* **What the task asks**:
Copy out exactly the lines from the start of the data to the line containing "scans and returns". Include both.

━━━━━━━━━━━━━━━━━━━━

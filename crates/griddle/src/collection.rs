use crate::{db::Shared, engine};

use griddle_core::{
    driver::{operation, Driver, Response},
    schema::ResolvedEntity,
    stmt::{Filter, Key, OrderBy, Record, RecordStream},
    Error, Result,
};

use std::sync::Arc;

/// Declarative query arguments for [`Collection::find_many`]: an optional
/// where-condition, orderings applied in sequence, and pagination applied
/// after sorting.
#[derive(Debug, Default, Clone)]
pub struct Query {
    pub filter: Option<Filter>,
    pub order_by: Vec<OrderBy>,
    pub skip: Option<usize>,
    pub take: Option<usize>,
}

impl Query {
    pub fn new() -> Self {
        Self::default()
    }

    pub fn filter(mut self, filter: Filter) -> Self {
        self.filter = Some(filter);
        self
    }

    pub fn order_by(mut self, step: OrderBy) -> Self {
        self.order_by.push(step);
        self
    }

    pub fn skip(mut self, skip: usize) -> Self {
        self.skip = Some(skip);
        self
    }

    pub fn take(mut self, take: usize) -> Self {
        self.take = Some(take);
        self
    }
}

/// Per-entity query handle: the full CRUD/batch contract against one table.
///
/// Every call is an independent asynchronous operation. The engine issues no
/// multi-step transactions, so the scan-then-update fallback paths can race
/// with concurrent writers of the same logical row; single-key operations
/// are as atomic as the driver makes them.
pub struct Collection {
    shared: Arc<Shared>,
    entity: ResolvedEntity,
}

impl Collection {
    pub(crate) fn new(shared: Arc<Shared>, entity: ResolvedEntity) -> Self {
        Self { shared, entity }
    }

    /// The resolved table name this collection operates on.
    pub fn table(&self) -> &str {
        &self.entity.table_name
    }

    /// Looks up a single record. A filter shaped like an exact primary-key
    /// probe becomes a direct key lookup; anything else scans and returns
    /// the first match. A miss is `Ok(None)`, not an error.
    pub async fn find_unique(&self, filter: &Filter) -> Result<Option<Record>> {
        match engine::key_from_filter(&self.entity, filter) {
            Some(key) => self.get_by_key(&key).await,
            None => self.first_match(filter).await,
        }
    }

    /// The first matching record, after applying any orderings.
    pub async fn find_first(
        &self,
        filter: Option<&Filter>,
        order_by: &[OrderBy],
    ) -> Result<Option<Record>> {
        let records = self
            .find_many(Query {
                filter: filter.cloned(),
                order_by: order_by.to_vec(),
                skip: None,
                take: Some(1),
            })
            .await?;

        Ok(records.into_iter().next())
    }

    /// Filtered, sorted, paginated scan.
    pub async fn find_many(&self, query: Query) -> Result<Vec<Record>> {
        let rows = self.scan(query.filter.as_ref()).await?;
        let mut records = rows.collect().await?;

        if !query.order_by.is_empty() {
            let cmp = engine::comparator(&query.order_by);
            records.sort_by(|a, b| cmp(a, b));
        }

        let skip = query.skip.unwrap_or(0);
        if skip > 0 {
            records.drain(..skip.min(records.len()));
        }

        if let Some(take) = query.take {
            records.truncate(take);
        }

        Ok(records)
    }

    /// Inserts one record and returns it as stored.
    ///
    /// When the store offers no read-after-write visibility the read-back
    /// comes up empty; the input merged with the assigned key is returned
    /// instead as a best-effort substitute.
    pub async fn create(&self, record: Record) -> Result<Record> {
        let response = self
            .exec(operation::Insert {
                table: self.table().to_string(),
                records: vec![record.clone()],
            })
            .await?;

        let key = response
            .rows
            .into_keys()
            .into_iter()
            .next()
            .ok_or_else(|| Error::store("insert reported no assigned key"))?;

        match self.get_by_key(&key).await? {
            Some(stored) => Ok(stored),
            None => {
                log::warn!(
                    "table `{}`: created record not visible on read-back; returning input",
                    self.table()
                );
                let mut fallback = record;
                engine::merge_key_into(&self.entity, &mut fallback, &key);
                Ok(fallback)
            }
        }
    }

    /// Bulk insert. Tries a single atomic batch first; if the batch fails as
    /// a whole (e.g. a key constraint violation anywhere in it), retries
    /// record-by-record, silently skipping individual failures. Returns the
    /// count that succeeded.
    pub async fn create_many(&self, records: Vec<Record>) -> Result<u64> {
        if records.is_empty() {
            return Ok(0);
        }

        let bulk = self
            .exec(operation::Insert {
                table: self.table().to_string(),
                records: records.clone(),
            })
            .await;

        match bulk {
            Ok(response) => Ok(response.rows.into_keys().len() as u64),
            Err(err) => {
                log::warn!(
                    "table `{}`: bulk insert failed ({err}); retrying record-by-record",
                    self.table()
                );

                let mut count = 0;
                for record in records {
                    let inserted = self
                        .exec(operation::Insert {
                            table: self.table().to_string(),
                            records: vec![record],
                        })
                        .await;

                    if inserted.is_ok() {
                        count += 1;
                    }
                }

                Ok(count)
            }
        }
    }

    /// Patches the single record the filter resolves to. Fails with a
    /// record-not-found error when nothing resolves. Returns the post-update
    /// record, or the pre-image merged with the patch when read-back yields
    /// nothing.
    pub async fn update(&self, filter: &Filter, patch: Record) -> Result<Record> {
        let (key, pre_image) = match engine::key_from_filter(&self.entity, filter) {
            Some(key) => (key, None),
            None => {
                let found = self.first_match(filter).await?.ok_or_else(|| {
                    Error::record_not_found(format!(
                        "no record in `{}` matches the update condition",
                        self.table()
                    ))
                })?;
                let key = engine::key_from_record(&self.entity, &found)?;
                (key, Some(found))
            }
        };

        let response = self
            .exec(operation::UpdateByKey {
                table: self.table().to_string(),
                key: key.clone(),
                patch: patch.clone(),
            })
            .await?;

        if response.rows.into_count() == 0 {
            return Err(Error::record_not_found(format!(
                "no record in `{}` stored under the resolved key",
                self.table()
            )));
        }

        match self.get_by_key(&key).await? {
            Some(stored) => Ok(stored),
            None => {
                let mut merged = pre_image.unwrap_or_else(|| {
                    let mut record = Record::new();
                    engine::merge_key_into(&self.entity, &mut record, &key);
                    record
                });
                merged.apply(&patch);
                Ok(merged)
            }
        }
    }

    /// Patches every matching record. A single patch applies to all matches;
    /// a patch list applies positionally, clamped to its last entry once
    /// exhausted. Returns the count of records whose update reported at
    /// least one affected row; per-record failures are absorbed into the
    /// count.
    pub async fn update_many(&self, filter: Option<&Filter>, patches: &[Record]) -> Result<u64> {
        if patches.is_empty() {
            return Ok(0);
        }

        let matches = self
            .find_many(Query {
                filter: filter.cloned(),
                ..Query::default()
            })
            .await?;

        let mut count = 0;

        for (index, record) in matches.iter().enumerate() {
            let Ok(key) = engine::key_from_record(&self.entity, record) else {
                continue;
            };

            let patch = &patches[index.min(patches.len() - 1)];

            let updated = self
                .exec(operation::UpdateByKey {
                    table: self.table().to_string(),
                    key,
                    patch: patch.clone(),
                })
                .await;

            if let Ok(response) = updated {
                if response.rows.into_count() > 0 {
                    count += 1;
                }
            }
        }

        Ok(count)
    }

    /// Updates the record the filter finds, or creates one from the create
    /// payload when nothing matches.
    pub async fn upsert(&self, filter: &Filter, create: Record, update: Record) -> Result<Record> {
        match self.find_unique(filter).await? {
            Some(_) => self.update(filter, update).await,
            None => self.create(create).await,
        }
    }

    /// Removes the single record the filter resolves to and returns it as it
    /// existed before removal. Fails with a record-not-found error when
    /// nothing matches.
    pub async fn delete(&self, filter: &Filter) -> Result<Record> {
        let found = self.find_unique(filter).await?.ok_or_else(|| {
            Error::record_not_found(format!(
                "no record in `{}` matches the delete condition",
                self.table()
            ))
        })?;

        let key = match engine::key_from_filter(&self.entity, filter) {
            Some(key) => key,
            None => engine::key_from_record(&self.entity, &found)?,
        };

        self.exec(operation::DeleteByKey {
            table: self.table().to_string(),
            keys: vec![key],
        })
        .await?;

        Ok(found)
    }

    /// Removes every matching record and returns the count removed. Records
    /// whose key cannot be resolved are silently excluded from both the
    /// removal and the count.
    pub async fn delete_many(&self, filter: Option<&Filter>) -> Result<u64> {
        let matches = self
            .find_many(Query {
                filter: filter.cloned(),
                ..Query::default()
            })
            .await?;

        let keys: Vec<Key> = matches
            .iter()
            .filter_map(|record| engine::key_from_record(&self.entity, record).ok())
            .collect();

        if keys.is_empty() {
            return Ok(0);
        }

        let count = keys.len() as u64;

        self.exec(operation::DeleteByKey {
            table: self.table().to_string(),
            keys,
        })
        .await?;

        Ok(count)
    }

    /// Record count: the store's own count when unfiltered, a filtered scan
    /// count otherwise.
    pub async fn count(&self, filter: Option<&Filter>) -> Result<u64> {
        match filter {
            None => {
                let response = self
                    .exec(operation::Count {
                        table: self.table().to_string(),
                    })
                    .await?;
                Ok(response.rows.into_count())
            }
            Some(filter) => {
                let records = self.scan(Some(filter)).await?.collect().await?;
                Ok(records.len() as u64)
            }
        }
    }

    async fn first_match(&self, filter: &Filter) -> Result<Option<Record>> {
        let mut rows = self.scan(Some(filter)).await?;
        rows.next().await.transpose()
    }

    async fn get_by_key(&self, key: &Key) -> Result<Option<Record>> {
        let response = self
            .exec(operation::GetByKey {
                table: self.table().to_string(),
                key: key.clone(),
            })
            .await?;

        let mut rows = response.rows.into_values();
        rows.next().await.transpose()
    }

    async fn scan(&self, filter: Option<&Filter>) -> Result<RecordStream> {
        engine::scan(self.driver(), self.table(), filter).await
    }

    async fn exec(&self, op: impl Into<operation::Operation>) -> Result<Response> {
        self.driver().exec(op.into()).await
    }

    fn driver(&self) -> &dyn Driver {
        &*self.shared.driver
    }
}

impl std::fmt::Debug for Collection {
    fn fmt(&self, f: &mut std::fmt::Formatter<'_>) -> std::fmt::Result {
        f.debug_struct("Collection")
            .field("table", &self.entity.table_name)
            .finish()
    }
}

━━━━━━━━━━━━━━━━━━━━

* **Completed exercise**:
filename crates/griddle/src/collection.rs
use crate::{db::Shared, engine};

use griddle_core::{
    driver::{operation, Driver, Response},
    schema::ResolvedEntity,
    stmt::{Filter, Key, OrderBy, Record, RecordStream},
    Error, Result,
};

use std::sync::Arc;

/// Declarative query arguments for [`Collection::find_many`]: an optional
/// where-condition, orderings applied in sequence, and pagination applied
/// after sorting.
#[derive(Debug, Default, Clone)]
pub struct Query {
    pub filter: Option<Filter>,
    pub order_by: Vec<OrderBy>,
    pub skip: Option<usize>,
    pub take: Option<usize>,
}

impl Query {
    pub fn new() -> Self {
        Self::default()
    }

    pub fn filter(mut self, filter: Filter) -> Self {
        self.filter = Some(filter);
        self
    }

    pub fn order_by(mut self, step: OrderBy) -> Self {
        self.order_by.push(step);
        self
    }

    pub fn skip(mut self, skip: usize) -> Self {
        self.skip = Some(skip);
        self
    }

    pub fn take(mut self, take: usize) -> Self {
        self.take = Some(take);
        self
    }
}

/// Per-entity query handle: the full CRUD/batch contract against one table.
///
/// Every call is an independent asynchronous operation. The engine issues no
/// multi-step transactions, so the scan-then-update fallback paths can race
/// with concurrent writers of the same logical row; single-key operations
/// are as atomic as the driver makes them.
pub struct Collection {
    shared: Arc<Shared>,
    entity: ResolvedEntity,
}

impl Collection {
    pub(crate) fn new(shared: Arc<Shared>, entity: ResolvedEntity) -> Self {
        Self { shared, entity }
    }

    /// The resolved table name this collection operates on.
    pub fn table(&self) -> &str {
        &self.entity.table_name
    }

    /// Looks up a single record. A filter shaped like an exact primary-key
    /// probe becomes a direct key lookup; anything else scans and returns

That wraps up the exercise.